The sequence of tenses — concordância temporal

Concordância temporal (sequence of tenses) is the rule-system that governs what tense the embedded clause takes given what tense the main clause has. It applies in both indicative and subjunctive contexts, though the subjunctive patterns are the ones advanced learners most need to drill.

Indicative concordance

When the main verb is indicative, the embedded verb is also indicative, but its tense shifts to match the temporal perspective of the main verb. Three main configurations:

Main clause present → subordinate clause any tense (as meaning requires):

Sei que ele chegou ontem.

I know he arrived yesterday. (subordinate past)

Sei que ele está em casa.

I know he's at home. (subordinate present)

Sei que ele vai chegar amanhã.

I know he'll arrive tomorrow. (subordinate future)

Main clause past → subordinate clause is anchored to that past:

Sabia que ele tinha chegado no dia anterior.

I knew he had arrived the day before.

Sabia que ele estava em casa.

I knew he was at home.

Sabia que ele iria chegar no dia seguinte.

I knew he would arrive the next day.

Notice the cascade: sabia (imperfect) pulls tinha chegado (pluperfect for prior past), estava (imperfect for simultaneous past), iria chegar (conditional for posterior-to-past). Each embedded tense is relative to the main clause's past, not to the speaker's present.

Subjunctive concordance

The subjunctive system is where concordance becomes genuinely tight. The general pattern:

Main clause tenseSubjunctive in subordinate clause
Present, future, imperativePresent subjunctive OR present perfect subjunctive
Preterite, imperfect, conditionalImperfect subjunctive OR pluperfect subjunctive

The choice within each pair depends on whether the embedded event is simultaneous/posterior (present / imperfect) or anterior (present perfect / pluperfect) to the main clause.
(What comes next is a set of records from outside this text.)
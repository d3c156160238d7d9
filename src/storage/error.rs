//! Error types for directory operations

use thiserror::Error;

/// Result type alias for directory operations
pub type StorageResult<T> = Result<T, StorageError>;

/// Errors that can occur while reading or writing the device directory
#[derive(Debug, Error)]
pub enum StorageError {
    /// Database connection failed
    #[error("failed to connect to storage backend: {0}")]
    ConnectionFailed(String),

    /// Database query failed
    #[error("storage query failed: {0}")]
    QueryFailed(String),

    /// Migration failed
    #[error("database migration failed: {0}")]
    MigrationFailed(String),

    /// The addressed record does not exist
    #[error("not found: {0}")]
    NotFound(String),

    /// A unique constraint would be violated
    #[error("conflict: {0}")]
    Conflict(String),

    /// Stored data could not be decoded
    #[error("corrupt record: {0}")]
    Corrupt(String),

    /// I/O error (file access, etc.)
    #[error("I/O error: {0}")]
    Io(#[from] std::io::Error),
}

#[cfg(feature = "storage-sqlite")]
impl From<sqlx::Error> for StorageError {
    fn from(err: sqlx::Error) -> Self {
        match err {
            sqlx::Error::Io(io_err) => StorageError::Io(io_err),
            sqlx::Error::RowNotFound => StorageError::NotFound("no rows found".to_string()),
            sqlx::Error::Database(db_err) if db_err.is_unique_violation() => {
                StorageError::Conflict(db_err.message().to_string())
            }
            _ => StorageError::QueryFailed(err.to_string()),
        }
    }
}

#[cfg(feature = "storage-sqlite")]
impl From<sqlx::migrate::MigrateError> for StorageError {
    fn from(err: sqlx::migrate::MigrateError) -> Self {
        StorageError::MigrationFailed(err.to_string())
    }
}
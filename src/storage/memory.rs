//! In-memory directory (no persistence)
//!
//! Used when storage is configured as `none`, and by tests that want a real
//! directory without a database file. All data is lost on restart.

use async_trait::async_trait;
use chrono::{DateTime, Utc};
use tokio::sync::RwLock;
use tracing::debug;

use super::backend::{DeviceDirectory, DeviceStore};
use super::error::{StorageError, StorageResult};
use super::schema::{Device, DeviceId, MonitoredDevice, NewDevice, NewWorkload, Workload};

#[derive(Debug, Default)]
struct Inner {
    /// Devices in insertion (= id) order
    devices: Vec<Device>,
    next_device_id: DeviceId,
    next_workload_id: i64,
}

/// In-memory device directory
#[derive(Debug, Default)]
pub struct MemoryDirectory {
    inner: RwLock<Inner>,
}

impl MemoryDirectory {
    pub fn new() -> Self {
        Self::default()
    }
}

#[async_trait]
impl DeviceDirectory for MemoryDirectory {
    async fn list_monitorable(&self) -> StorageResult<Vec<MonitoredDevice>> {
        let inner = self.inner.read().await;
        Ok(inner.devices.iter().map(MonitoredDevice::from).collect())
    }

    async fn record_status(
        &self,
        id: DeviceId,
        is_online: bool,
        at: DateTime<Utc>,
    ) -> StorageResult<()> {
        let mut inner = self.inner.write().await;
        let device = inner
            .devices
            .iter_mut()
            .find(|device| device.id == id)
            .ok_or_else(|| StorageError::NotFound(format!("device {id}")))?;

        device.is_online = is_online;
        device.last_status_change = Some(at);
        if is_online {
            device.last_seen = Some(at);
        }

        debug!("recorded device {id} as {}", if is_online { "online" } else { "offline" });
        Ok(())
    }
}

#[async_trait]
impl DeviceStore for MemoryDirectory {
    async fn create_device(&self, new: NewDevice) -> StorageResult<Device> {
        let mut inner = self.inner.write().await;

        if inner
            .devices
            .iter()
            .any(|device| device.mac_address == new.mac_address)
        {
            return Err(StorageError::Conflict(format!(
                "mac address {} already registered",
                new.mac_address
            )));
        }

        inner.next_device_id += 1;
        let now = Utc::now();
        let device = Device {
            id: inner.next_device_id,
            mac_address: new.mac_address,
            hostname: new.hostname,
            ip_address: new.ip_address,
            name: new.name,
            notes: new.notes,
            is_disabled: new.is_disabled,
            disabled_at: new.is_disabled.then_some(now),
            is_online: false,
            last_seen: None,
            first_seen: now,
            last_status_change: None,
            workloads: vec![],
        };

        inner.devices.push(device.clone());
        Ok(device)
    }

    async fn get_device(&self, id: DeviceId) -> StorageResult<Option<Device>> {
        let inner = self.inner.read().await;
        Ok(inner.devices.iter().find(|device| device.id == id).cloned())
    }

    async fn get_device_by_mac(&self, mac_address: &str) -> StorageResult<Option<Device>> {
        let inner = self.inner.read().await;
        Ok(inner
            .devices
            .iter()
            .find(|device| device.mac_address == mac_address)
            .cloned())
    }

    async fn list_devices(&self, skip: usize, limit: usize) -> StorageResult<Vec<Device>> {
        let inner = self.inner.read().await;
        Ok(inner.devices.iter().skip(skip).take(limit).cloned().collect())
    }

    async fn create_workload(
        &self,
        device_id: DeviceId,
        new: NewWorkload,
    ) -> StorageResult<Workload> {
        let mut inner = self.inner.write().await;
        let index = inner
            .devices
            .iter()
            .position(|device| device.id == device_id)
            .ok_or_else(|| StorageError::NotFound(format!("device {device_id}")))?;

        inner.next_workload_id += 1;
        let workload = Workload {
            id: inner.next_workload_id,
            name: new.name,
            workload_type: new.workload_type,
            status: "unknown".to_string(),
            port: new.port,
            definition: new.definition,
            run_as_user: new.run_as_user,
            run_as_group: new.run_as_group,
            image: new.image,
            container_id: new.container_id,
            device_id,
        };

        inner.devices[index].workloads.push(workload.clone());
        Ok(workload)
    }
}
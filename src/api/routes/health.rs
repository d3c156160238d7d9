//! Health check, welcome and favicon endpoints

use axum::{Json, extract::State, http::StatusCode};

use crate::api::{
    state::ApiState,
    types::{HealthResponse, WelcomeResponse},
};

/// GET /
pub async fn welcome() -> Json<WelcomeResponse> {
    Json(WelcomeResponse {
        message: "Welcome to NetWatch API".to_string(),
    })
}

/// GET /favicon.ico
///
/// Browsers ask for it on every visit; answer without a body instead of 404.
pub async fn favicon() -> StatusCode {
    StatusCode::NO_CONTENT
}

/// GET /api/v1/health
///
/// Returns a health check response with the monitor state
pub async fn health_check(State(state): State<ApiState>) -> Json<HealthResponse> {
    Json(HealthResponse {
        status: "ok".to_string(),
        timestamp: chrono::Utc::now().to_rfc3339(),
        monitor: state.lifecycle.state(),
        subscribers: state.registry.len().await,
    })
}
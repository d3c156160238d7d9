//! API request and response types

use serde::{Deserialize, Serialize};

use crate::monitor::MonitorState;
use crate::storage::{Device, backend::DEFAULT_PAGE_LIMIT};

/// Largest page a client may request
pub const MAX_PAGE_LIMIT: usize = 1000;

/// GET / response
#[derive(Debug, Clone, Serialize, Deserialize)]
pub struct WelcomeResponse {
    pub message: String,
}

/// GET /api/v1/health response
#[derive(Debug, Clone, Serialize)]
pub struct HealthResponse {
    pub status: String,
    pub timestamp: String,
    pub monitor: MonitorState,
    pub subscribers: usize,
}

/// Pagination for device listings
#[derive(Debug, Clone, Default, Deserialize)]
pub struct ListQuery {
    pub skip: Option<usize>,
    pub limit: Option<usize>,
}

impl ListQuery {
    pub fn skip(&self) -> usize {
        self.skip.unwrap_or(0)
    }

    pub fn limit(&self) -> usize {
        self.limit.unwrap_or(DEFAULT_PAGE_LIMIT).min(MAX_PAGE_LIMIT)
    }
}

/// GET /api/v1/devices response
#[derive(Debug, Clone, Serialize, Deserialize)]
pub struct DevicesResponse {
    pub devices: Vec<Device>,
    pub count: usize,
}
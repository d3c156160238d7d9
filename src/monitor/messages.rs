//! Message types produced by the monitor
//!
//! A [`StatusTransitionEvent`] is built for every detected change, turned into
//! its [`LiveMessage`] wire form, serialized once and fanned out as text.

use chrono::{DateTime, Utc};
use serde::{Deserialize, Serialize};

use crate::storage::DeviceId;

/// A device changed between online and offline
///
/// Ephemeral: built, persisted through the directory, broadcast, dropped.
#[derive(Debug, Clone, PartialEq, Eq)]
pub struct StatusTransitionEvent {
    pub device_id: DeviceId,

    /// New reachability
    pub is_online: bool,

    /// When the change was detected
    pub detected_at: DateTime<Utc>,
}

impl StatusTransitionEvent {
    pub fn to_message(&self) -> LiveMessage {
        LiveMessage::StatusUpdate {
            device_id: self.device_id,
            is_online: self.is_online,
        }
    }
}

/// Payloads pushed to live-update subscribers
///
/// Serialized as a flat object tagged by `type`, e.g.
/// `{"type":"status_update","device_id":1,"is_online":true}`.
#[derive(Debug, Clone, PartialEq, Serialize, Deserialize)]
#[serde(tag = "type", rename_all = "snake_case")]
pub enum LiveMessage {
    StatusUpdate { device_id: DeviceId, is_online: bool },
}

impl LiveMessage {
    pub fn to_json(&self) -> serde_json::Result<String> {
        serde_json::to_string(self)
    }
}

/// Outcome of a single monitoring cycle
#[derive(Debug, Clone, Default, PartialEq, Eq)]
pub struct CycleReport {
    /// Devices handed to the prober
    pub probed: usize,

    /// Devices disabled or without an address
    pub skipped: usize,

    /// Transitions persisted and broadcast, in directory order
    pub transitions: Vec<StatusTransitionEvent>,

    /// Transitions whose directory write failed (not broadcast)
    pub failed_writes: usize,

    /// The cycle stopped early on cancellation
    pub cancelled: bool,
}
//! NetWatch: liveness monitoring for tracked network devices
//!
//! A background loop probes every monitorable device on a fixed interval,
//! persists online/offline transitions and fans them out to live subscribers.
//! The loop only runs while at least one subscriber is connected.

pub mod api;
pub mod config;
pub mod monitor;
pub mod storage;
Main present → present subjunctive (simultaneous/posterior):

Quero que venhas à festa amanhã.

I want you to come to the party tomorrow.

Duvido que ele saiba a resposta.

I doubt he knows the answer.

Main present → present perfect subjunctive (anterior):

Duvido que ele tenha chegado a horas.

I doubt he arrived on time.

É pena que não tenhas estudado mais.

It's a shame you didn't study more.

Main past → imperfect subjunctive (simultaneous/posterior-to-past):

Queria que viesses à festa naquela noite.

I wanted you to come to the party that night.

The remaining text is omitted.